She didn't get her own place. HE got it FOR her. Not sure why - cheaters deserve to be kicked the hell out on their ass.


----------



## TaDor (Dec 20, 2015)

Myrcenary said:


> Sorry, I deleted it. Just want to put this behind me. Most of these comments were very insightful, and I thank you all. For those of you still listening and wondering, I got her a place today. She's on her own now.


Deleting the post doesn't change what happened. Also, by deleting the post (we don't know WHO YOU ARE) - it is a disservice to those who need help. Some of these posts lasts months or years, other people may use them to help sort out their feelings and problems.
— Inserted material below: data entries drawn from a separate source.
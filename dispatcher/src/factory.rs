//! Endpoint factory
//!
//! Resolves a provider name against the registry, constructs the provider's
//! endpoint and wraps it in a [`ServiceFacade`] with its own bridge.

use std::sync::Arc;
use std::time::Duration;

use modcsi_core::Context;
use tracing::{debug, info};

use crate::bridge::DuplexBridge;
use crate::config::DEFAULT_DIAL_TIMEOUT;
use crate::error::{DispatchError, Result};
use crate::facade::ServiceFacade;
use crate::registry::{self, ProviderRegistry};

/// Builds facades from a provider registry
#[derive(Debug, Clone)]
pub struct EndpointFactory {
    registry: Arc<ProviderRegistry>,
    dial_timeout: Duration,
}

impl EndpointFactory {
    pub fn new(registry: Arc<ProviderRegistry>) -> Self {
        Self {
            registry,
            dial_timeout: DEFAULT_DIAL_TIMEOUT,
        }
    }

    /// Bound on each in-memory connection made by created facades
    pub fn dial_timeout(mut self, timeout: Duration) -> Self {
        self.dial_timeout = timeout;
        self
    }

    pub fn registry(&self) -> &Arc<ProviderRegistry> {
        &self.registry
    }

    /// Create a facade for `name`
    ///
    /// Runs discovery first if it has not run yet. The name matches exactly
    /// or, failing that, ignoring case. Each call constructs a fresh endpoint
    /// and bridge.
    #[allow(clippy::result_large_err)]
    pub async fn create(&self, ctx: &Context, name: &str) -> Result<Arc<ServiceFacade>> {
        self.registry.initialize(ctx).await?;

        let (provider, ctor) = self
            .registry
            .lookup(name)
            .ok_or_else(|| DispatchError::UnknownProvider(name.to_string()))?;
        if provider != name {
            debug!(requested = name, provider = %provider, "Matched provider ignoring case");
        }

        let endpoint = ctor()
            .into_endpoint()
            .map_err(|instance| DispatchError::InvalidProviderType(instance.type_name().to_string()))?;

        let bridge = Arc::new(DuplexBridge::new(provider.clone()));
        info!(provider = %provider, bridge = %bridge.addr(), "Created endpoint");

        Ok(Arc::new(ServiceFacade::new(
            provider,
            endpoint,
            bridge,
            self.dial_timeout,
        )))
    }
}

/// Create a facade from the process-wide registry
#[allow(clippy::result_large_err)]
pub async fn create(ctx: &Context, name: &str) -> Result<Arc<ServiceFacade>> {
    EndpointFactory::new(registry::global())
        .create(ctx, name)
        .await
}

#[cfg(test)]
#[allow(clippy::unwrap_used, clippy::expect_used)]
mod tests {
    use super::*;
    use crate::error::RegistryError;
    use crate::facade::FacadeState;
    use crate::loader::ModuleSet;
    use async_trait::async_trait;
    use modcsi_core::{Endpoint, Instance, Listener, PluginError, ProviderTable, StaticModule};

    struct Idle;

    #[async_trait]
    impl Endpoint for Idle {
        async fn init(&self, _ctx: &Context) -> std::result::Result<(), PluginError> {
            Ok(())
        }

        async fn serve(
            &self,
            _ctx: &Context,
            _listener: Arc<dyn Listener>,
        ) -> std::result::Result<(), PluginError> {
            Ok(())
        }

        async fn shutdown(&self, _ctx: &Context) -> std::result::Result<(), PluginError> {
            Ok(())
        }
    }

    fn factory(locations: &[&str]) -> EndpointFactory {
        let set = ModuleSet::new().with(StaticModule::with_endpoints(
            "idle",
            ProviderTable::new()
                .provider("Idle", || Instance::endpoint(Idle))
                .provider("opaque", || Instance::opaque(42u32)),
        ));
        let locations = locations.iter().map(|l| l.to_string()).collect();
        EndpointFactory::new(Arc::new(ProviderRegistry::new(Arc::new(set), locations)))
    }

    #[tokio::test]
    async fn test_create_runs_discovery() {
        let factory = factory(&["idle"]);
        let facade = factory.create(&Context::new(), "Idle").await.unwrap();

        assert_eq!(facade.provider(), "Idle");
        assert_eq!(facade.state(), FacadeState::Created);
        assert_eq!(facade.bridge().addr().to_string(), "modcsi://Idle");
    }

    #[tokio::test]
    async fn test_create_ignores_case() {
        let factory = factory(&["idle"]);
        let facade = factory.create(&Context::new(), "IDLE").await.unwrap();
        assert_eq!(facade.provider(), "Idle");
    }

    #[tokio::test]
    async fn test_each_create_gets_its_own_bridge() {
        let factory = factory(&["idle"]);
        let ctx = Context::new();
        let a = factory.create(&ctx, "idle").await.unwrap();
        let b = factory.create(&ctx, "idle").await.unwrap();
        assert!(!Arc::ptr_eq(a.bridge(), b.bridge()));
    }

    #[tokio::test]
    async fn test_unknown_provider() {
        let factory = factory(&["idle"]);
        let err = factory.create(&Context::new(), "nfs").await.unwrap_err();
        assert!(matches!(err, DispatchError::UnknownProvider(ref n) if n == "nfs"));
    }

    #[tokio::test]
    async fn test_non_endpoint_constructor_rejected() {
        let factory = factory(&["idle"]);
        let err = factory.create(&Context::new(), "opaque").await.unwrap_err();
        assert!(matches!(err, DispatchError::InvalidProviderType(ref t) if t == "u32"));
    }

    #[tokio::test]
    async fn test_discovery_failure_surfaces() {
        let factory = factory(&["idle", "missing"]);
        let err = factory.create(&Context::new(), "idle").await.unwrap_err();
        assert!(matches!(
            err,
            DispatchError::Registry(RegistryError::ModuleLoadFailure { ref location, .. })
                if location == "missing"
        ));
    }

    #[tokio::test]
    async fn test_dial_timeout_builder() {
        let factory = factory(&["idle"]).dial_timeout(Duration::from_millis(250));
        assert_eq!(factory.dial_timeout, Duration::from_millis(250));
    }
}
You don't have to read or reply to your own posts when you have moved on.

IMHO, deleting the post is also a form of rug-sweeping.


----------



## Myrcenary (Apr 21, 2017)

Post is back up. It's not the original one but it's there.


----------



## sokillme (Jun 10, 2016)

If you were really sick of it you would give up on her completely and only talk to her about the kid. You ex is going to do what is in her nature. Just like a rabid dog is going to bite you. You can't really be upset if you hold our your hand to it. 

By the way did I read that right that your daughter slept in the bed with your ex and her boyfriend? This seems wholly inappropriate. How long has she know this man? I would not be cool with this in any way gass-lighting or not. I would be on the phone with my lawyer.


----------



## Myrcenary (Apr 21, 2017)

sokillme said:


> If you were really sick of it you would give up on her completely and only talk to her about the kid. You ex is going to do what is in her nature. Just like a rabid dog is going to bite you. You can't really be upset if you hold our your hand to it.
> 
> By the way did I read that right that your daughter slept in the bed with your ex and her boyfriend? This seems wholly inappropriate. How long has she know this man? I would not be cool with this in any way gass-lighting or not. I would be on the phone with my lawyer.
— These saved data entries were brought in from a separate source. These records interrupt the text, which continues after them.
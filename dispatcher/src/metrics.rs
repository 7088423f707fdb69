//! Prometheus metrics for the dispatcher

use crate::error::{DispatchError, Result};
use parking_lot::Mutex;
use prometheus::{
    CounterVec, Encoder, Gauge, HistogramVec, TextEncoder, register_counter_vec, register_gauge,
    register_histogram_vec,
};
use std::sync::OnceLock;

/// Global metrics instance
static METRICS: OnceLock<Metrics> = OnceLock::new();

/// Serializes registration so concurrent `init` calls don't double-register
static INIT_LOCK: Mutex<()> = Mutex::new(());

/// Outcome label for a forwarded call
#[derive(Debug, Clone, Copy, PartialEq, Eq)]
pub enum Outcome {
    Ok,
    /// The plugin returned an error status
    Error,
    /// No connection to the plugin could be made
    DialFailed,
}

impl Outcome {
    pub fn as_str(&self) -> &'static str {
        match self {
            Outcome::Ok => "ok",
            Outcome::Error => "error",
            Outcome::DialFailed => "dial_failed",
        }
    }
}

/// All dispatcher metrics
pub struct Metrics {
    // ─────────────────────────────────────────────────────────────────────────
    // Forwarding
    // ─────────────────────────────────────────────────────────────────────────
    /// Calls forwarded to plugins (by group, method, outcome)
    pub forwarded_calls: CounterVec,

    /// Round trip of a forwarded call in seconds (by group, method)
    pub forward_duration_seconds: HistogramVec,

    /// Failed in-memory connection attempts (by provider)
    pub dial_failures: CounterVec,

    // ─────────────────────────────────────────────────────────────────────────
    // Registry
    // ─────────────────────────────────────────────────────────────────────────
    /// Providers registered by discovery
    pub registered_providers: Gauge,
}

impl Metrics {
    /// Initialize metrics (call once at startup)
    ///
    /// Returns error if metric registration fails.
    #[allow(clippy::result_large_err)]
    pub fn init() -> Result<&'static Metrics> {
        let _guard = INIT_LOCK.lock();
        if let Some(metrics) = METRICS.get() {
            return Ok(metrics);
        }

        let metrics = Metrics {
            forwarded_calls: register_counter_vec!(
                "modcsi_forwarded_calls_total",
                "Total CSI calls forwarded to plugins",
                &["group", "method", "outcome"]
            )
            .map_err(|e| DispatchError::Metrics(format!("forwarded_calls: {e}")))?,

            forward_duration_seconds: register_histogram_vec!(
                "modcsi_forward_duration_seconds",
                "Time spent forwarding a CSI call to a plugin",
                &["group", "method"],
                // Buckets: 100us to 10s
                vec![
                    0.0001, 0.0005, 0.001, 0.005, 0.01, 0.05, 0.1, 0.5, 1.0, 5.0, 10.0
                ]
            )
            .map_err(|e| DispatchError::Metrics(format!("forward_duration_seconds: {e}")))?,

            dial_failures: register_counter_vec!(
                "modcsi_dial_failures_total",
                "Failed in-memory connections to a plugin",
                &["provider"]
            )
            .map_err(|e| DispatchError::Metrics(format!("dial_failures: {e}")))?,

            registered_providers: register_gauge!(
                "modcsi_registered_providers",
                "Number of registered endpoint providers"
            )
            .map_err(|e| DispatchError::Metrics(format!("registered_providers: {e}")))?,
        };

        // Set the metrics (only succeeds once)
        let _ = METRICS.set(metrics);

        METRICS
            .get()
            .ok_or_else(|| DispatchError::Metrics("Failed to initialize metrics".to_string()))
    }

    /// Get the global metrics instance
    ///
    /// Returns None if metrics haven't been initialized yet.
    pub fn get() -> Option<&'static Metrics> {
        METRICS.get()
    }

    /// Record a forwarded call
    pub fn record_forward(&self, group: &str, method: &str, outcome: Outcome, seconds: f64) {
        self.forwarded_calls
            .with_label_values(&[group, method, outcome.as_str()])
            .inc();
        self.forward_duration_seconds
            .with_label_values(&[group, method])
            .observe(seconds);
    }

    pub fn record_dial_failure(&self, provider: &str) {
        self.dial_failures.with_label_values(&[provider]).inc();
    }

    pub fn set_registered_providers(&self, count: usize) {
        self.registered_providers.set(count as f64);
    }
}

/// Gather all metrics as Prometheus text format
pub fn gather() -> String {
    let encoder = TextEncoder::new();
    let metric_families = prometheus::gather();
    let mut buffer = Vec::new();
    if encoder.encode(&metric_families, &mut buffer).is_ok() {
        String::from_utf8(buffer).unwrap_or_default()
    } else {
        String::new()
    }
}

/// Record a forwarded call if metrics are initialized
pub fn try_record_forward(group: &str, method: &str, outcome: Outcome, seconds: f64) {
    if let Some(m) = Metrics::get() {
        m.record_forward(group, method, outcome, seconds);
    }
}

/// Record a dial failure if metrics are initialized
pub fn try_record_dial_failure(provider: &str) {
    if let Some(m) = Metrics::get() {
        m.record_dial_failure(provider);
    }
}
//! `scheme://address` endpoint strings
//!
//! Endpoint addresses name a transport family and a family-specific address,
//! e.g. `tcp://127.0.0.1:8080` or `unix:///var/run/csi.sock`. Scheme matching
//! is case-insensitive; the scheme is returned as written.

use std::fmt;
use std::str::FromStr;

use crate::error::AddrError;

const SCHEME_SEPARATOR: &str = "://";

/// Transport families accepted in an endpoint address
#[derive(Debug, Clone, Copy, PartialEq, Eq, Hash)]
pub enum Network {
    Tcp,
    Tcp4,
    Tcp6,
    Udp,
    Udp4,
    Udp6,
    Ip,
    Ip4,
    Ip6,
    Unix,
    UnixGram,
    UnixPacket,
}

impl Network {
    /// All supported families, in declaration order
    pub const ALL: [Network; 12] = [
        Network::Tcp,
        Network::Tcp4,
        Network::Tcp6,
        Network::Udp,
        Network::Udp4,
        Network::Udp6,
        Network::Ip,
        Network::Ip4,
        Network::Ip6,
        Network::Unix,
        Network::UnixGram,
        Network::UnixPacket,
    ];

    /// Resolve a scheme token, ignoring ASCII case
    pub fn from_scheme(scheme: &str) -> Option<Self> {
        Self::ALL
            .into_iter()
            .find(|n| n.as_str().eq_ignore_ascii_case(scheme))
    }

    /// Canonical lowercase token
    pub fn as_str(&self) -> &'static str {
        match self {
            Network::Tcp => "tcp",
            Network::Tcp4 => "tcp4",
            Network::Tcp6 => "tcp6",
            Network::Udp => "udp",
            Network::Udp4 => "udp4",
            Network::Udp6 => "udp6",
            Network::Ip => "ip",
            Network::Ip4 => "ip4",
            Network::Ip6 => "ip6",
            Network::Unix => "unix",
            Network::UnixGram => "unixgram",
            Network::UnixPacket => "unixpacket",
        }
    }

    /// Stream-oriented TCP family
    pub fn is_tcp(&self) -> bool {
        matches!(self, Network::Tcp | Network::Tcp4 | Network::Tcp6)
    }
}

impl fmt::Display for Network {
    fn fmt(&self, f: &mut fmt::Formatter<'_>) -> fmt::Result {
        f.write_str(self.as_str())
    }
}

/// A parsed endpoint address
#[derive(Debug, Clone, PartialEq, Eq)]
pub struct ProtoAddr {
    /// Scheme exactly as it appeared in the input
    pub scheme: String,
    pub network: Network,
    pub address: String,
}

impl FromStr for ProtoAddr {
    type Err = AddrError;

    fn from_str(s: &str) -> Result<Self, Self::Err> {
        let invalid = || AddrError::InvalidEndpointAddress(s.to_string());

        let (scheme, address) = s.split_once(SCHEME_SEPARATOR).ok_or_else(invalid)?;
        let network = Network::from_scheme(scheme).ok_or_else(invalid)?;

        // Address is a single non-empty line
        if address.is_empty() || address.contains('\n') {
            return Err(invalid());
        }

        Ok(Self {
            scheme: scheme.to_string(),
            network,
            address: address.to_string(),
        })
    }
}

impl fmt::Display for ProtoAddr {
    fn fmt(&self, f: &mut fmt::Formatter<'_>) -> fmt::Result {
        write!(f, "{}{}{}", self.scheme, SCHEME_SEPARATOR, self.address)
    }
}

/// Split `scheme://address` into `(scheme, address)`
///
/// ```
/// use modcsi_core::parse_proto_addr;
///
/// let (scheme, addr) = parse_proto_addr("UNIX:///tmp/csi.sock").unwrap();
/// assert_eq!(scheme, "UNIX");
/// assert_eq!(addr, "/tmp/csi.sock");
///
/// assert!(parse_proto_addr("http://localhost").is_err());
/// ```
pub fn parse_proto_addr(s: &str) -> Result<(String, String), AddrError> {
    let parsed: ProtoAddr = s.parse()?;
    Ok((parsed.scheme, parsed.address))
}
I believe she's know him for around 6 months. I've never met him. And trust me, I'm not cool with it and measures were taken.


----------



## TDSC60 (Dec 8, 2011)

She is not a good wife nor is she a good mother. She is a serial cheater and will never change. Divorce her - you and the kids will be happier.


----------



## turnera (Jan 22, 2010)

Have you written out a timeline of everything that's happened since you met her? Do that. In a bound notebook (no adding pages). Less on the backside but every single detail now regarding your children. It may help you get custody.


----------



## BetrayedDad (Aug 8, 2013)

Myrcenary said:


> My kids tell me she has a boyfriend. She won't tell me who it is. Kids tell me who it is. Boyfriend stayed the night twice with kids there, less than a month after moving out. Guess who the boyfriend is?
> 
> *Porkchop*


If your LOL "wife" is willing to bang a clown named "porkchop", I can GUARANTEE you are WAY better off without her.
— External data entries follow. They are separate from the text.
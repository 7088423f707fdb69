//! Cancellation context passed through endpoint lifecycle calls

use tokio_util::sync::{CancellationToken, WaitForCancellationFuture};

/// Cancellation scope for `init`, `serve` and `shutdown`
///
/// Cloning shares the same scope. [`Context::child`] derives a scope that is
/// cancelled with its parent but can also be cancelled on its own.
#[derive(Debug, Clone, Default)]
pub struct Context {
    token: CancellationToken,
}

impl Context {
    /// A fresh root context
    pub fn new() -> Self {
        Self::default()
    }

    /// Wrap an existing token
    pub fn from_token(token: CancellationToken) -> Self {
        Self { token }
    }

    /// Derive a child scope
    pub fn child(&self) -> Self {
        Self {
            token: self.token.child_token(),
        }
    }

    pub fn cancel(&self) {
        self.token.cancel();
    }

    pub fn is_cancelled(&self) -> bool {
        self.token.is_cancelled()
    }

    /// Resolves once this scope (or any ancestor) is cancelled
    pub fn cancelled(&self) -> WaitForCancellationFuture<'_> {
        self.token.cancelled()
    }

    pub fn token(&self) -> &CancellationToken {
        &self.token
    }
}

#[cfg(test)]
#[allow(clippy::expect_used)]
mod tests {
    use super::*;
    use std::time::Duration;

    #[tokio::test]
    async fn test_child_cancelled_with_parent() {
        let parent = Context::new();
        let child = parent.child();

        parent.cancel();

        tokio::time::timeout(Duration::from_secs(1), child.cancelled())
            .await
            .expect("child should observe parent cancellation");
        assert!(child.is_cancelled());
    }

    #[test]
    fn test_child_cancel_does_not_reach_parent() {
        let parent = Context::new();
        let child = parent.child();

        child.cancel();

        assert!(child.is_cancelled());
        assert!(!parent.is_cancelled());
    }

    #[test]
    fn test_clone_shares_scope() {
        let ctx = Context::new();
        let clone = ctx.clone();
        clone.cancel();
        assert!(ctx.is_cancelled());
    }
}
Like RUN dude, seriously, she has NO STANDARDS or SELF RESPECT. She's straight up trash and is doing you a favor.


----------



## Hope1964 (Sep 26, 2011)

Myrcenary said:


> and measures were taken.


What measures exactly?


----------



## Steve1000 (Nov 25, 2013)

@Myrcenary

After things calm down, you might want to consider therapy for yourself to determine why you didn't have the strength to leave. Love has made all of us do stupid things, but somehow, she kept you under her spell for over a decade.


----------



## Bobby5000 (Oct 19, 2011)

You sound reasonably stabile certainly much better than her. If you can, you should get custody of the children, give her liberal visitation, and try to establish a relationship with a normal woman.


----------



## Myrcenary (Apr 21, 2017)

turnera said:


> Have you written out a timeline of everything that's happened since you met her? Do that. In a bound notebook (no adding pages). Less on the backside but every single detail now regarding your children. It may help you get custody.[/Q
> 
> I have enough to write a book, I take daily notes. It's an every day thing, I could darn near make a new post on the crazy things she does and says to the kids and me. I honestly have no idea why I stuck with her for so long, I just wanted a normal family. Truth is, it's simply not possible with her. I've wasted 15 years of my life on her, though of course my children are of no regrets. But now that the dust has settled, I find peace. Everything is so normal, and everybody around me sees how things should be regarding the children. She can't be trusted to bring those little ones up to be decent people. I don't believe I should cut her out completely, but she is not capable of having custody of any sort. Bottom line is she needs to diagnose and treat for her own sake and our children.


----------



## Myrcenary (Apr 21, 2017)

BetrayedDad said:


> If your LOL "wife" is willing to bang a clown named "porkchop", I can GUARANTEE you are WAY better off without her.
> 
> Like RUN dude, seriously, she has NO STANDARDS or SELF RESPECT. She's straight up trash and is doing you a favor.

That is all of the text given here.